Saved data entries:
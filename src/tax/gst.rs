//! GST on invoices
//!
//! Tax is only charged when the business has its own GSTIN. Its first two
//! digits give the state the business supplies from; a supply to any other
//! state is interstate and carries IGST, otherwise the tax splits evenly into
//! CGST and SGST.

use crate::db::InvoiceTax;
use rust_decimal::Decimal;

/// HSN/SAC used when nothing in the description points elsewhere
pub const DEFAULT_HSN_SAC: &str = "9983";

/// Supplying state assumed when the business GSTIN carries an unknown code
const DEFAULT_SELLER_STATE: &str = "07";

/// Notified rates, in percent
const RATE_SLABS: &[Decimal] = &[
    Decimal::ZERO,
    Decimal::from_parts(25, 0, 0, false, 2),
    Decimal::from_parts(3, 0, 0, false, 0),
    Decimal::from_parts(5, 0, 0, false, 0),
    Decimal::from_parts(12, 0, 0, false, 0),
    Decimal::from_parts(18, 0, 0, false, 0),
    Decimal::from_parts(28, 0, 0, false, 0),
];

pub fn default_rate() -> Decimal {
    Decimal::from(18)
}

pub fn is_rate_slab(rate: Decimal) -> bool {
    RATE_SLABS.contains(&rate)
}

// ============================================================================
// States
// ============================================================================

/// A state or union territory as numbered in GSTINs
#[derive(Debug, PartialEq, Eq)]
pub struct GstState {
    pub code: &'static str,
    pub name: &'static str,
    pub aliases: &'static [&'static str],
}

const fn state(code: &'static str, name: &'static str, aliases: &'static [&'static str]) -> GstState {
    GstState {
        code,
        name,
        aliases,
    }
}

pub static STATES: &[GstState] = &[
    state("01", "Jammu and Kashmir", &["j&k", "jammu & kashmir"]),
    state("02", "Himachal Pradesh", &["hp"]),
    state("03", "Punjab", &[]),
    state("04", "Chandigarh", &[]),
    state("05", "Uttarakhand", &[]),
    state("06", "Haryana", &[]),
    state("07", "Delhi", &["new delhi", "ncr"]),
    state("08", "Rajasthan", &[]),
    state("09", "Uttar Pradesh", &["up"]),
    state("10", "Bihar", &[]),
    state("11", "Sikkim", &[]),
    state("12", "Arunachal Pradesh", &[]),
    state("13", "Nagaland", &[]),
    state("14", "Manipur", &[]),
    state("15", "Mizoram", &[]),
    state("16", "Tripura", &[]),
    state("17", "Meghalaya", &[]),
    state("18", "Assam", &[]),
    state("19", "West Bengal", &["wb", "bengal"]),
    state("20", "Jharkhand", &[]),
    state("21", "Odisha", &["orissa"]),
    state("22", "Chhattisgarh", &[]),
    state("23", "Madhya Pradesh", &["mp"]),
    state("24", "Gujarat", &[]),
    state("27", "Maharashtra", &[]),
    state("29", "Karnataka", &[]),
    state("30", "Goa", &[]),
    state("32", "Kerala", &[]),
    state("33", "Tamil Nadu", &["tn"]),
    state("34", "Puducherry", &["pondicherry"]),
    state("36", "Telangana", &[]),
    state("37", "Andhra Pradesh", &["ap"]),
];

pub fn state_for_code(code: &str) -> Option<&'static GstState> {
    STATES.iter().find(|s| s.code == code)
}

/// The registering state encoded in a GSTIN's first two digits
pub fn state_for_gstin(gstin: &str) -> Option<&'static GstState> {
    gstin.get(..2).and_then(state_for_code)
}

/// Look a state up by name, common short form or two-digit code
pub fn state_named(text: &str) -> Option<&'static GstState> {
    let wanted = text.split_whitespace().collect::<Vec<_>>().join(" ");
    if wanted.is_empty() {
        return None;
    }
    STATES.iter().find(|s| {
        s.code == wanted
            || s.name.eq_ignore_ascii_case(&wanted)
            || s.aliases.iter().any(|a| a.eq_ignore_ascii_case(&wanted))
    })
}

// ============================================================================
// HSN / SAC
// ============================================================================

/// Codes the assistant can name, with what they cover
pub static HSN_SAC_CODES: &[(&str, &str)] = &[
    ("9983", "IT services (software development, web design and similar)"),
    ("9982", "Legal and accounting services"),
    ("9981", "Research and development services"),
    ("9971", "Financial and related services"),
    ("9963", "Accommodation, food and beverage services"),
    ("9964", "Passenger transport services"),
    ("9973", "Leasing or rental services"),
    ("9987", "Maintenance, repair and installation services"),
    ("9997", "Other services"),
    ("8471", "Computers and peripherals"),
    ("8517", "Mobile phones and communication equipment"),
    ("8523", "Software on physical media"),
    ("9403", "Office furniture"),
    ("4820", "Office stationery and supplies"),
    ("8443", "Printers and printing equipment"),
];

/// Keywords that place a supply under a code. Earlier classes win.
pub struct SupplyClass {
    pub code: &'static str,
    pub keywords: &'static [&'static str],
}

pub static SUPPLY_CLASSES: &[SupplyClass] = &[
    SupplyClass {
        code: "9983",
        keywords: &["software", "it", "tech", "website", "web", "app", "programming", "saas"],
    },
    SupplyClass {
        code: "9982",
        keywords: &["accounting", "legal", "tax", "lawyer", "ca", "audit", "bookkeeping"],
    },
    SupplyClass {
        code: "9963",
        keywords: &["restaurant", "food", "catering", "hotel", "meals"],
    },
    SupplyClass {
        code: "9964",
        keywords: &["transport", "travel", "taxi", "freight", "cab"],
    },
    SupplyClass {
        code: "8471",
        keywords: &["computer", "computers", "laptop", "laptops", "hardware"],
    },
    SupplyClass {
        code: "8517",
        keywords: &["phone", "phones", "mobile", "smartphone"],
    },
    SupplyClass {
        code: "9403",
        keywords: &["furniture", "desk", "chair", "chairs"],
    },
    SupplyClass {
        code: "4820",
        keywords: &["stationery", "notebooks", "paper"],
    },
    SupplyClass {
        code: "8443",
        keywords: &["printer", "printers", "printing"],
    },
    SupplyClass {
        code: "9973",
        keywords: &["rent", "rental", "lease", "leasing"],
    },
    SupplyClass {
        code: "9987",
        keywords: &["repair", "maintenance", "installation", "servicing"],
    },
    SupplyClass {
        code: "9981",
        keywords: &["research"],
    },
    SupplyClass {
        code: "9971",
        keywords: &["financial", "banking", "insurance"],
    },
];

pub fn describe_code(code: &str) -> Option<&'static str> {
    HSN_SAC_CODES
        .iter()
        .find(|(c, _)| *c == code)
        .map(|(_, description)| *description)
}

/// The supply class whose keywords appear as whole words in `text`
pub fn classify_supply(text: &str) -> Option<&'static SupplyClass> {
    let words: Vec<String> = text
        .split(|c: char| !c.is_alphanumeric())
        .filter(|w| !w.is_empty())
        .map(str::to_lowercase)
        .collect();
    SUPPLY_CLASSES
        .iter()
        .find(|class| class.keywords.iter().any(|k| words.iter().any(|w| w.as_str() == *k)))
}

// ============================================================================
// Computation
// ============================================================================

/// What an invoice needs to work out its tax
#[derive(Debug, Clone, Copy)]
pub struct TaxInput<'a> {
    /// Taxable value
    pub amount: Decimal,
    pub description: &'a str,
    /// The business's own GSTIN
    pub seller_gstin: Option<&'a str>,
    pub recipient_gstin: Option<&'a str>,
    /// A state name as given on the invoice
    pub place_of_supply: Option<&'a str>,
    pub rate: Option<Decimal>,
    pub hsn_sac: Option<&'a str>,
}

/// Tax for one invoice. The place of supply is the one given, else the
/// recipient's GSTIN state, else the seller's own state.
pub fn invoice_tax(input: &TaxInput<'_>) -> InvoiceTax {
    let hsn_sac = input.hsn_sac.map_or_else(
        || {
            classify_supply(input.description)
                .map_or(DEFAULT_HSN_SAC, |class| class.code)
                .to_string()
        },
        ToString::to_string,
    );
    let named_place = input.place_of_supply.and_then(state_named);

    let Some(seller) = input.seller_gstin else {
        return InvoiceTax {
            hsn_sac,
            place_of_supply: named_place.map(|s| s.name.to_string()),
            ..InvoiceTax::default()
        };
    };

    let seller_state =
        state_for_gstin(seller).or_else(|| state_for_code(DEFAULT_SELLER_STATE));
    let place = named_place
        .or_else(|| input.recipient_gstin.and_then(state_for_gstin))
        .or(seller_state);
    let interstate = match (place, seller_state) {
        (Some(place), Some(home)) => place.code != home.code,
        _ => false,
    };

    let rate = input.rate.unwrap_or_else(default_rate);
    let gst = (input.amount.saturating_mul(rate) / Decimal::ONE_HUNDRED).round_dp(2);
    let (cgst, sgst, igst) = if interstate {
        (Decimal::ZERO, Decimal::ZERO, gst)
    } else {
        let central = (gst / Decimal::TWO).round_dp(2);
        (central, gst - central, Decimal::ZERO)
    };

    InvoiceTax {
        seller_gstin: Some(seller.to_string()),
        hsn_sac,
        place_of_supply: place.map(|s| s.name.to_string()),
        interstate,
        rate,
        cgst,
        sgst,
        igst,
    }
}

→ REQUIRED ACTION
Having output the line that contains "pub const DEFAULT_HSN_SAC: &str", stop. Every line before it, back to the first line of the data, must be reproduced exactly.

→ RESPONSE BELOW
filename src/tax/gst.rs
//! GST on invoices
//!
//! Tax is only charged when the business has its own GSTIN. Its first two
//! digits give the state the business supplies from; a supply to any other
//! state is interstate and carries IGST, otherwise the tax splits evenly into
//! CGST and SGST.

use crate::db::InvoiceTax;
use rust_decimal::Decimal;

/// HSN/SAC used when nothing in the description points elsewhere
pub const DEFAULT_HSN_SAC: &str = "9983";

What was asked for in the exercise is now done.